Intervention de Antoine Lefèvre

Réunion du 11 décembre 2023 à 10h30
Loi de finances pour 2024 — Justice

Photo de Antoine LefèvreAntoine Lefèvre :

Monsieur le président, monsieur le garde des sceaux, mes chers collègues, le constat dressé l'année dernière par le comité des États généraux de la justice est accablant : c'est celui d'un service public et d'une institution en crise majeure.

La loi du 20 novembre 2023 d'orientation et de programmation du ministère de la justice 2023-2027 s'inscrit dans ce contexte et c'est bien à l'aune de ce constat que nous devons apprécier la trajectoire des crédits alloués à la justice.

Les hausses budgétaires significatives constatées depuis 2021 me paraissent absolument essentielles pour commencer à combler les retards accumulés par le ministère.

L'année 2024 se place dans cette tendance : les autorisations d'engagement s'élèveraient à 14, 8 milliards d'euros, en hausse de près de 14 %, tandis que les crédits de paiement atteindraient 12, 2 milliards d'euros, en hausse de plus de 5 %.

En dix ans, le budget de la justice aura progressé de plus de 54 % et connu une accélération très nette depuis 2021. Il a ainsi augmenté deux fois plus vite entre 2021 et 2024 qu'au cours de la période 2015-2020.

Surtout, le niveau des crédits de la mission « Justice » serait conforme à la trajectoire que nous avons votée voilà quelques semaines, dans le cadre de ladite loi de programmation.

Certes – vous en conviendrez sans doute, monsieur le garde des sceaux –, il n'est pas difficile de tenir la première année de programmation et il aurait été difficile de concevoir le budget autrement.

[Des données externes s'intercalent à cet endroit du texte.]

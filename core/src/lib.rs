//! credql: credential criterion matching with CQL rendering
//!
//! A small predicate engine over credential objects. Callers build a tree
//! of matchers, then either evaluate it against a candidate credential or
//! render it as a fragment of CQL, a restricted textual criterion query
//! language consumed by search and persistence layers.
//!
//! # Architecture
//!
//! - [`Credential`]: the capability contract candidates implement (named
//!   property access, username capability). The engine defines no concrete
//!   credential types.
//! - [`PropertyValue`]: the closed set of expected-value kinds, from `Null`
//!   through literals to the non-renderable `Opaque` escape hatch.
//! - [`CredentialMatcher`]: the dual contract: `matches` evaluates, and
//!   `describe` renders CQL or reports that the criterion has no textual
//!   form.
//! - Leaf matchers ([`UsernameMatcher`], [`PropertyMatcher`],
//!   [`ConstantMatcher`]) and combinators ([`AllOfMatcher`],
//!   [`AnyOfMatcher`], [`NotMatcher`]).
//! - [`TraceSink`]: an explicit, optional diagnostic observer for
//!   evaluation; never part of the functional contract.
//!
//! # Key Design Decisions
//!
//! 1. **Evaluation never fails.** A candidate that lacks a capability, or
//!    whose property cannot be read, simply does not match. The accessor
//!    boundary returns an explicit [`PropertyRead`] and every non-value arm
//!    normalizes to `false`.
//!
//! 2. **Description is optional and poisoning.** `describe()` returns
//!    `Option<String>`. Combinators refuse to render partially: one
//!    non-describable part makes the whole tree non-describable.
//!
//! 3. **No introspection.** Domain types register their readable
//!    properties in a static [`PropertyTable`]; an unregistered name reads
//!    as missing and evaluates to `false`.
//!
//! # Example
//!
//! ```
//! use credql::prelude::*;
//!
//! #[derive(Debug)]
//! struct Login {
//!     user: String,
//! }
//!
//! impl Credential for Login {
//!     fn as_username_bearing(&self) -> Option<&dyn UsernameBearing> {
//!         Some(self)
//!     }
//! }
//!
//! impl UsernameBearing for Login {
//!     fn username(&self) -> &str {
//!         &self.user
//!     }
//! }
//!
//! let filter = all_of(vec![
//!     Box::new(with_username("alice")),
//!     Box::new(with_property("active", true)),
//! ]);
//!
//! // `Login` exposes no properties, so the property criterion fails.
//! assert!(!filter.matches(&Login { user: "alice".into() }));
//!
//! // The whole tree renders as one CQL fragment.
//! assert_eq!(
//!     filter.describe().as_deref(),
//!     Some("((username == \"alice\") && true)")
//! );
//! ```

// ═══════════════════════════════════════════════════════════════════════════════
// Modules
// ═══════════════════════════════════════════════════════════════════════════════

mod all_of;
mod any_of;
mod constant;
pub mod cql;
mod credential;
mod matcher;
mod not;
mod property;
mod trace;
mod username;
mod value;

#[cfg(feature = "config")]
mod config;

// ═══════════════════════════════════════════════════════════════════════════════
// Public API
// ═══════════════════════════════════════════════════════════════════════════════

// Core contracts
pub use credential::{
    Accessor, Credential, PropertyRead, PropertyTable, ReadAccessor, ReadError, UsernameBearing,
};
pub use matcher::CredentialMatcher;
pub use value::{OpaqueValue, PropertyValue};

// Concrete matchers
pub use all_of::AllOfMatcher;
pub use any_of::AnyOfMatcher;
pub use constant::ConstantMatcher;
pub use not::NotMatcher;
pub use property::PropertyMatcher;
pub use username::UsernameMatcher;

// Trace types
pub use trace::{CollectingSink, TraceLevel, TraceRecord, TraceSink};

// Config types (feature-gated)
#[cfg(feature = "config")]
pub use config::{MatcherSpec, ValueSpec};

// ═══════════════════════════════════════════════════════════════════════════════
// Prelude
// ═══════════════════════════════════════════════════════════════════════════════

/// Prelude module for convenient imports.
///
/// ```
/// use credql::prelude::*;
/// ```
pub mod prelude {
    pub use crate::{
        all_of,
        always,
        any_of,
        never,
        not,
        with_property,
        with_username,
        Accessor,
        AllOfMatcher,
        AnyOfMatcher,
        CollectingSink,
        ConstantMatcher,
        Credential,
        CredentialMatcher,
        MatcherError,
        NotMatcher,
        OpaqueValue,
        PropertyMatcher,
        PropertyRead,
        PropertyTable,
        PropertyValue,
        ReadError,
        TraceLevel,
        TraceRecord,
        TraceSink,
        UsernameBearing,
        UsernameMatcher,
    };
}

// ═══════════════════════════════════════════════════════════════════════════════
// Convenience constructors
// ═══════════════════════════════════════════════════════════════════════════════

/// Criterion on the username capability. See [`UsernameMatcher`].
pub fn with_username(username: impl Into<String>) -> UsernameMatcher {
    UsernameMatcher::new(username)
}

/// Criterion on a named property. See [`PropertyMatcher`].
pub fn with_property(
    name: impl Into<String>,
    expected: impl Into<PropertyValue>,
) -> PropertyMatcher {
    PropertyMatcher::new(name, expected)
}

/// Conjunction of the given matchers. See [`AllOfMatcher`].
#[must_use]
pub fn all_of(matchers: Vec<Box<dyn CredentialMatcher>>) -> AllOfMatcher {
    AllOfMatcher::new(matchers)
}

/// Disjunction of the given matchers. See [`AnyOfMatcher`].
#[must_use]
pub fn any_of(matchers: Vec<Box<dyn CredentialMatcher>>) -> AnyOfMatcher {
    AnyOfMatcher::new(matchers)
}

/// Negation of the given matcher. See [`NotMatcher`].
pub fn not(matcher: impl CredentialMatcher + 'static) -> NotMatcher {
    NotMatcher::new(Box::new(matcher))
}

/// The criterion that accepts every credential.
#[must_use]
pub fn always() -> ConstantMatcher {
    ConstantMatcher::always()
}

/// The criterion that rejects every credential.
#[must_use]
pub fn never() -> ConstantMatcher {
    ConstantMatcher::never()
}

// ═══════════════════════════════════════════════════════════════════════════════
// Errors
// ═══════════════════════════════════════════════════════════════════════════════

/// Errors from matcher construction.
///
/// These surface at config build time, never during evaluation: a built
/// matcher tree cannot fail.
#[derive(Debug, Clone, PartialEq, Eq)]
pub enum MatcherError {
    /// A property criterion was configured with an empty property name.
    EmptyPropertyName,

    /// A serialized criterion failed to deserialize or construct.
    InvalidSpec {
        /// The underlying error message.
        source: String,
    },
}

impl std::fmt::Display for MatcherError {
    fn fmt(&self, f: &mut std::fmt::Formatter<'_>) -> std::fmt::Result {
        match self {
            Self::EmptyPropertyName => {
                write!(
                    f,
                    "property criterion has an empty property name; no credential can satisfy it"
                )
            }
            Self::InvalidSpec { source } => {
                write!(f, "invalid matcher spec: {source}")
            }
        }
    }
}

impl std::error::Error for MatcherError {}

Nous verrons, bien entendu, ce qu'il en sera dans les prochaines années, d'autant que l'inflation doit être maintenant pleinement intégrée à la prévision.

Pour ce qui concerne les effectifs, 10 000 postes devraient être créés d'ici à 2027, dont 1 500 postes de magistrats et 1 800 postes de greffiers.

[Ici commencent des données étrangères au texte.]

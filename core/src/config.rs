//! Config types for building matcher trees from serialized criteria.
//!
//! These types mirror the runtime matchers but are serde-deserializable,
//! so filters can be loaded from JSON or YAML documents and then built
//! into live matchers via [`MatcherSpec::build`].
//!
//! # Relationship to runtime types
//!
//! | Config variant | Runtime type |
//! |----------------|--------------|
//! | `username` | [`UsernameMatcher`](crate::UsernameMatcher) |
//! | `property` | [`PropertyMatcher`](crate::PropertyMatcher) |
//! | `all_of` | [`AllOfMatcher`](crate::AllOfMatcher) |
//! | `any_of` | [`AnyOfMatcher`](crate::AnyOfMatcher) |
//! | `not` | [`NotMatcher`](crate::NotMatcher) |
//! | `constant` | [`ConstantMatcher`](crate::ConstantMatcher) |
//!
//! Opaque expected values are deliberately not expressible here: a config
//! document can only describe criteria that CQL can render.

use crate::{
    AllOfMatcher, AnyOfMatcher, ConstantMatcher, CredentialMatcher, MatcherError, NotMatcher,
    PropertyMatcher, PropertyValue, UsernameMatcher,
};
use serde::Deserialize;

/// Configuration for one matcher in a criterion tree.
///
/// Uses `#[serde(tag = "type")]` for discriminated union deserialization:
///
/// ```json
/// { "type": "username", "username": "alice" }
/// { "type": "property", "name": "active", "value": { "bool": true } }
/// { "type": "all_of", "matchers": [...] }
/// { "type": "not", "matcher": { ... } }
/// ```
#[derive(Debug, Clone, PartialEq, Deserialize)]
#[serde(tag = "type", rename_all = "snake_case")]
pub enum MatcherSpec {
    /// Exact match on the username capability.
    Username {
        /// The expected username.
        username: String,
    },

    /// Structural equality on a named property.
    Property {
        /// The property name to read.
        name: String,
        /// The expected value. Omitted means `null`.
        #[serde(default)]
        value: ValueSpec,
    },

    /// Conjunction: all sub-matchers must match.
    AllOf {
        /// Sub-matchers in evaluation order.
        #[serde(default)]
        matchers: Vec<MatcherSpec>,
    },

    /// Disjunction: any sub-matcher must match.
    AnyOf {
        /// Sub-matchers in evaluation order.
        #[serde(default)]
        matchers: Vec<MatcherSpec>,
    },

    /// Negation of one matcher.
    Not {
        /// The matcher to negate.
        matcher: Box<MatcherSpec>,
    },

    /// Fixed outcome.
    Constant {
        /// Whether the matcher accepts everything or nothing.
        outcome: bool,
    },
}

impl MatcherSpec {
    /// Parse a spec from a JSON document.
    ///
    /// # Errors
    ///
    /// Returns [`MatcherError::InvalidSpec`] when the document does not
    /// deserialize.
    pub fn from_json(json: &str) -> Result<Self, MatcherError> {
        serde_json::from_str(json).map_err(|e| MatcherError::InvalidSpec {
            source: e.to_string(),
        })
    }

    /// Build the runtime matcher this spec describes.
    ///
    /// # Errors
    ///
    /// Returns [`MatcherError::EmptyPropertyName`] if a `property` entry
    /// has an empty name. An empty name can never be satisfied by any
    /// credential, so it is almost certainly a config mistake; rejecting it
    /// here is the one place the engine fails loudly instead of silently
    /// evaluating to `false`.
    pub fn build(&self) -> Result<Box<dyn CredentialMatcher>, MatcherError> {
        Ok(match self {
            Self::Username { username } => Box::new(UsernameMatcher::new(username.clone())),
            Self::Property { name, value } => {
                if name.is_empty() {
                    return Err(MatcherError::EmptyPropertyName);
                }
                Box::new(PropertyMatcher::new(name.clone(), value.to_value()))
            }
            Self::AllOf { matchers } => Box::new(AllOfMatcher::new(Self::build_all(matchers)?)),
            Self::AnyOf { matchers } => Box::new(AnyOfMatcher::new(Self::build_all(matchers)?)),
            Self::Not { matcher } => Box::new(NotMatcher::new(matcher.build()?)),
            Self::Constant { outcome } => Box::new(ConstantMatcher::new(*outcome)),
        })
    }

    fn build_all(specs: &[MatcherSpec]) -> Result<Vec<Box<dyn CredentialMatcher>>, MatcherError> {
        specs.iter().map(MatcherSpec::build).collect()
    }
}

/// Configuration for an expected property value.
///
/// Externally tagged by kind:
///
/// ```yaml
/// value: "null"        # or omit the key entirely
/// value: { string: "alice" }
/// value: { char: "a" }
/// value: { int: 42 }
/// value: { float: 2.5 }
/// value: { bool: true }
/// value: { enum: { type_name: "acme::Scope", label: "Global" } }
/// ```
#[derive(Debug, Clone, PartialEq, Default, Deserialize)]
#[serde(rename_all = "snake_case")]
pub enum ValueSpec {
    /// The absent value.
    #[default]
    Null,
    /// String data.
    String(String),
    /// A single character.
    Char(char),
    /// Integer data.
    Int(i64),
    /// Floating-point data.
    Float(f64),
    /// Boolean data.
    Bool(bool),
    /// A labeled constant of a named type.
    Enum {
        /// The qualified name of the type the label belongs to.
        type_name: String,
        /// The constant's label.
        label: String,
    },
}

impl ValueSpec {
    /// Convert into the runtime value.
    #[must_use]
    pub fn to_value(&self) -> PropertyValue {
        match self {
            Self::Null => PropertyValue::Null,
            Self::String(s) => PropertyValue::String(s.clone()),
            Self::Char(c) => PropertyValue::Char(*c),
            Self::Int(i) => PropertyValue::Int(*i),
            Self::Float(v) => PropertyValue::Float(*v),
            Self::Bool(b) => PropertyValue::Bool(*b),
            Self::Enum { type_name, label } => {
                PropertyValue::enumeration(type_name.clone(), label.clone())
            }
        }
    }
}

C'est d'ailleurs sur l'initiative du Sénat que la cible de recrutement a été portée à 1 800 emplois pour les greffiers, quand le projet initial du Gouvernement n'en prévoyait que 1500.

Je m'en félicite, tout comme je me félicite que le projet de loi de finances pour 2024 comprenne des crédits alloués à des mesures de revalorisation de l'ensemble des personnels de la justice.

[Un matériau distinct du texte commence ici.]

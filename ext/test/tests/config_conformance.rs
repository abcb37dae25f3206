//! End-to-end tests: serialized specs built into matchers and evaluated
//! against the fixed-shape domain credentials.

use credql::prelude::*;
use credql::MatcherSpec;
use credql_test::{ApiToken, Scope, TestCredential, UsernamePassword};

#[test]
fn filter_users_and_tokens_with_one_spec() {
    let spec = MatcherSpec::from_json(
        r#"{
            "type": "any_of",
            "matchers": [
                { "type": "username", "username": "alice" },
                { "type": "all_of", "matchers": [
                    { "type": "property", "name": "active", "value": { "bool": true } },
                    { "type": "property", "name": "scope",
                      "value": { "enum": { "type_name": "credql_test::Scope", "label": "Global" } } }
                ]}
            ]
        }"#,
    )
    .unwrap();
    let matcher = spec.build().unwrap();

    assert!(matcher.matches(&UsernamePassword::new("alice", "hunter2")));
    assert!(!matcher.matches(&UsernamePassword::new("bob", "hunter2")));

    assert!(matcher.matches(&ApiToken::new("t1", true, Scope::Global)));
    assert!(!matcher.matches(&ApiToken::new("t2", false, Scope::Global)));
    assert!(!matcher.matches(&ApiToken::new("t3", true, Scope::System)));
}

#[test]
fn built_matcher_renders_the_whole_tree() {
    let spec = MatcherSpec::from_json(
        r#"{
            "type": "all_of",
            "matchers": [
                { "type": "username", "username": "alice" },
                { "type": "property", "name": "active", "value": { "bool": true } }
            ]
        }"#,
    )
    .unwrap();

    assert_eq!(
        spec.build().unwrap().describe().as_deref(),
        Some("((username == \"alice\") && true)")
    );
}

#[test]
fn spec_built_matcher_equals_direct_construction() {
    let spec = MatcherSpec::from_json(
        r#"{ "type": "not", "matcher": { "type": "username", "username": "alice" } }"#,
    )
    .unwrap();
    let built = spec.build().unwrap();

    let direct: Box<dyn CredentialMatcher> = Box::new(not(with_username("alice")));
    assert_eq!(&built, &direct);
}

#[test]
fn write_only_password_never_matches() {
    let matcher = with_property("password", "hunter2");
    assert!(!matcher.matches(&UsernamePassword::new("alice", "hunter2")));
}

#[test]
fn opaque_expected_value_poisons_description_but_still_matches() {
    use std::any::Any;
    use std::sync::Arc;

    #[derive(Debug)]
    struct Fingerprint(&'static str);

    impl OpaqueValue for Fingerprint {
        fn opaque_type_name(&self) -> &'static str {
            "fingerprint"
        }

        fn as_any(&self) -> &dyn Any {
            self
        }
    }

    let shared: Arc<dyn OpaqueValue> = Arc::new(Fingerprint("ab:cd"));
    let expected = PropertyValue::Opaque(Arc::clone(&shared));

    let credential = TestCredential::new()
        .with_username("alice")
        .with("fingerprint", PropertyValue::Opaque(shared));

    let filter = all_of(vec![
        Box::new(with_username("alice")),
        Box::new(with_property("fingerprint", expected)),
    ]);

    // Same allocation: matches by identity.
    assert!(filter.matches(&credential));
    // But the tree can no longer be rendered as CQL.
    assert_eq!(filter.describe(), None);
}

#[test]
fn traced_evaluation_reports_every_leaf() {
    let sink = CollectingSink::new();
    let filter = all_of(vec![
        Box::new(with_username("alice")),
        Box::new(with_property("active", true)),
    ]);
    let credential = TestCredential::new().with_username("alice").with("active", true);

    assert!(filter.matches_traced(&credential, &sink));

    let records = sink.records();
    assert!(records.iter().any(|r| r.matcher.contains("UsernameMatcher")));
    assert!(records.iter().any(|r| r.matcher.contains("PropertyMatcher")));
    assert!(records
        .iter()
        .any(|r| r.level == TraceLevel::Summary && r.matcher.contains("AllOfMatcher")));
}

Je pense notamment aux magistrats et à l'extension en année pleine de la hausse de leur rémunération de 1 000 euros par mois, à la signature d'un protocole d'accord avec les greffiers au mois d'octobre ou encore à la reclassification en catégorie B des surveillants pénitentiaires et en catégorie A des officiers pénitentiaires.

Ce serait toutefois se méprendre que de considérer que l'augmentation soutenue des moyens budgétaires a résolu l'ensemble des difficultés rencontrées par le ministère de la justice dans l'exercice de ses missions fondamentales.

Sur le terrain, les magistrats, les surveillants pénitentiaires et les éducateurs peinent à voir les résultats concrets de cette trajectoire budgétaire sur leur quotidien. Ils nous le disent.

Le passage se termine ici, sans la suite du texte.